Shingo Murakami of Play.com (via Huffington Post UK) looked at the films 10,000 people ranked as the scariest, then hooked up audiences to heart-rate monitors and played the scariest ones. The top-ranked movies were The Shining, The Exorcist, and A Nightmare on Elm Street, and more fascinating than that is what those scary movies do to your heart. They found viewer's heart rates increased by an average of 25.3 percent, and that's the same escalation you see with a bit of light exercise. Sounds promising for getting a workout without getting off the couch, but UCL's Dr. Ben Hanson says it might be more complicated than that. It's such an increase it's entirely possible for someone with a weakened heart or other cardiac condition to have a seriously adverse reaction to a horror movie, and that might end your Netflix night with a real horror.
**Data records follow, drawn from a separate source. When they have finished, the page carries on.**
//! Repository Integration Tests
//!
//! Tests for GroceryRepository against an in-memory store.

#[cfg(test)]
mod tests {
    use crate::domain::{MasterItemDraft, Theme};
    use crate::repository::{GroceryRepository, ManualClock};
    use crate::storage::{KeyValueStore, MemoryStore};

    fn setup_repo(clock: &ManualClock) -> GroceryRepository<MemoryStore, &ManualClock> {
        GroceryRepository::new(MemoryStore::new(), clock)
    }

    #[test]
    fn test_add_master_item_assigns_defaults() {
        let clock = ManualClock::new(1_000);
        let repo = setup_repo(&clock);

        let created = repo
            .add_item_to_master_list(MasterItemDraft::new("Bananas"))
            .expect("Failed to add");

        assert_eq!(created.id, 1_000);
        assert_eq!(created.category, "Other");
        assert_eq!(created.quantity, 1);
        assert_eq!(repo.master_list(), vec![created]);
    }

    #[test]
    fn test_master_ids_stay_unique_within_one_millisecond() {
        let clock = ManualClock::new(5_000);
        let repo = setup_repo(&clock);

        let first = repo.add_item_to_master_list(MasterItemDraft::new("A")).unwrap();
        let second = repo.add_item_to_master_list(MasterItemDraft::new("B")).unwrap();
        clock.set(4_000);
        let third = repo.add_item_to_master_list(MasterItemDraft::new("C")).unwrap();
        clock.set(9_000);
        let fourth = repo.add_item_to_master_list(MasterItemDraft::new("D")).unwrap();

        assert_eq!(first.id, 5_000);
        assert_eq!(second.id, 5_001);
        assert_eq!(third.id, 5_002);
        assert_eq!(fourth.id, 9_000);
    }

    #[test]
    fn test_master_list_keeps_insertion_order() {
        let clock = ManualClock::new(1);
        let repo = setup_repo(&clock);
        for name in ["Zucchini", "Apples", "Milk"] {
            clock.advance(1);
            repo.add_item_to_master_list(MasterItemDraft::new(name)).unwrap();
        }
        let names: Vec<_> = repo.master_list().into_iter().map(|i| i.name).collect();
        assert_eq!(names, vec!["Zucchini", "Apples", "Milk"]);
    }

    #[test]
    fn test_delete_master_item() {
        let clock = ManualClock::new(10);
        let repo = setup_repo(&clock);
        let keep = repo.add_item_to_master_list(MasterItemDraft::new("Keep")).unwrap();
        clock.advance(1);
        let drop = repo.add_item_to_master_list(MasterItemDraft::new("Drop")).unwrap();

        assert_eq!(repo.delete_item_from_master_list(drop.id).unwrap(), 1);
        assert_eq!(repo.delete_item_from_master_list(drop.id).unwrap(), 0);
        assert_eq!(repo.master_list(), vec![keep]);
    }

    #[test]
    fn test_shopping_copy_is_independent_of_master() {
        let clock = ManualClock::new(100);
        let repo = setup_repo(&clock);
        let master = repo
            .add_item_to_master_list(MasterItemDraft::new("Milk").with_category("Dairy").with_quantity(2))
            .unwrap();
        clock.advance(50);
        let entry = repo.add_item_to_shopping_list(&master).unwrap();

        assert_eq!(entry.id, master.id);
        assert_eq!(entry.added_at, 150);
        assert!(!entry.completed);

        repo.delete_item_from_master_list(master.id).unwrap();
        assert_eq!(repo.shopping_list(), vec![entry]);
    }

    #[test]
    fn test_toggle_twice_restores_state() {
        let clock = ManualClock::new(1);
        let repo = setup_repo(&clock);
        let master = repo.add_item_to_master_list(MasterItemDraft::new("Eggs")).unwrap();
        repo.add_item_to_shopping_list(&master).unwrap();

        let once = repo.toggle_item_completed(master.id).unwrap().unwrap();
        assert!(once.completed);
        let twice = repo.toggle_item_completed(master.id).unwrap().unwrap();
        assert!(!twice.completed);
        assert!(!repo.shopping_list()[0].completed);
    }

    #[test]
    fn test_toggle_unknown_id_is_noop() {
        let clock = ManualClock::new(1);
        let repo = setup_repo(&clock);
        let master = repo.add_item_to_master_list(MasterItemDraft::new("Eggs")).unwrap();
        repo.add_item_to_shopping_list(&master).unwrap();
        let before = repo.store().get("shoppingList");

        assert!(repo.toggle_item_completed(999).unwrap().is_none());
        assert_eq!(repo.store().get("shoppingList"), before);
    }

    #[test]
    fn test_clear_completed_preserves_order_of_rest() {
        let store = MemoryStore::new();
        store
            .set(
                "shoppingList",
                r#"[
                    {"id":1,"name":"Bread","category":"Bakery","quantity":1,"completed":false,"addedAt":1},
                    {"id":2,"name":"Eggs","category":"Dairy","quantity":1,"completed":true,"addedAt":2},
                    {"id":3,"name":"Ham","category":"Meat","quantity":1,"completed":false,"addedAt":3},
                    {"id":4,"name":"Peas","category":"Frozen","quantity":1,"completed":true,"addedAt":4}
                ]"#,
            )
            .unwrap();
        let clock = ManualClock::new(10);
        let repo = GroceryRepository::new(store, &clock);

        assert_eq!(repo.clear_completed_items().unwrap(), 2);
        let ids: Vec<_> = repo.shopping_list().into_iter().map(|i| i.id).collect();
        assert_eq!(ids, vec![1, 3]);
    }

    #[test]
    fn test_clear_all_empties_list() {
        let clock = ManualClock::new(1);
        let repo = setup_repo(&clock);
        let master = repo.add_item_to_master_list(MasterItemDraft::new("Tea")).unwrap();
        repo.add_item_to_shopping_list(&master).unwrap();

        repo.clear_all_items().unwrap();
        assert!(repo.shopping_list().is_empty());
        assert_eq!(repo.store().get("shoppingList").as_deref(), Some("[]"));

        repo.clear_all_items().unwrap();
        assert!(repo.shopping_list().is_empty());
    }

    #[test]
    fn test_corrupt_blob_reads_as_empty() {
        let store = MemoryStore::new();
        store.set("masterList", "[{\"id\":").unwrap();
        let clock = ManualClock::new(7);
        let repo = GroceryRepository::new(store, &clock);

        assert!(repo.master_list().is_empty());
        let created = repo.add_item_to_master_list(MasterItemDraft::new("Salt")).unwrap();
        assert_eq!(repo.master_list(), vec![created]);
    }

    #[test]
    fn test_odd_record_does_not_wipe_the_list() {
        let store = MemoryStore::new();
        store
            .set(
                "masterList",
                r#"[{"id":1,"name":"Milk","category":"Dairy","quantity":1},{"id":2,"name":"Eggs","category":"Dairy","quantity":"12"},{"note":"no id or name"}]"#,
            )
            .unwrap();
        let clock = ManualClock::new(10);
        let repo = GroceryRepository::new(store, &clock);

        let loaded = repo.master_list();
        assert_eq!(loaded.len(), 2);
        assert_eq!(loaded[1].name, "Eggs");
        assert_eq!(loaded[1].quantity, 12);

        repo.add_item_to_master_list(MasterItemDraft::new("Bread")).unwrap();
        let names: Vec<_> = repo.master_list().into_iter().map(|i| i.name).collect();
        assert_eq!(names, vec!["Milk", "Eggs", "Bread"]);
    }

    #[test]
    fn test_theme_persists_as_plain_string() {
        let clock = ManualClock::new(1);
        let repo = setup_repo(&clock);
        assert_eq!(repo.theme(), Theme::Light);

        repo.set_theme(Theme::Dark).unwrap();
        assert_eq!(repo.store().get("theme").as_deref(), Some("dark"));
        assert_eq!(repo.theme(), Theme::Dark);
    }
}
It's triggering your fight-or-flight response
At the same time you're yelling at the stupid heroine to run already, something is being triggered in your own brain: your fight-or-flight response. There's a reason you're so mad at the on-screen idiots who have clearly never seen a horror movie, and that's because your own basic, biological responses are putting you right into survival mode.
Psychologists from Concordia University looked at just what's going on in the brain while you're watching a horror movie, and the gorefest on the screen is setting off warning bells in some major parts of the brain, like the amygdala (which assesses threats and fears), the hippocampus (which provides context to stimuli), and the hypothalamus (which kick-starts your fight-or-flight response). We're not talking a tiny reaction, either; Popular Science says it's such a pronounced response that a San Diego neuromarketing firm called MindSign is starting to use the data from MRI scans to tell Hollywood how to build a better horror movie.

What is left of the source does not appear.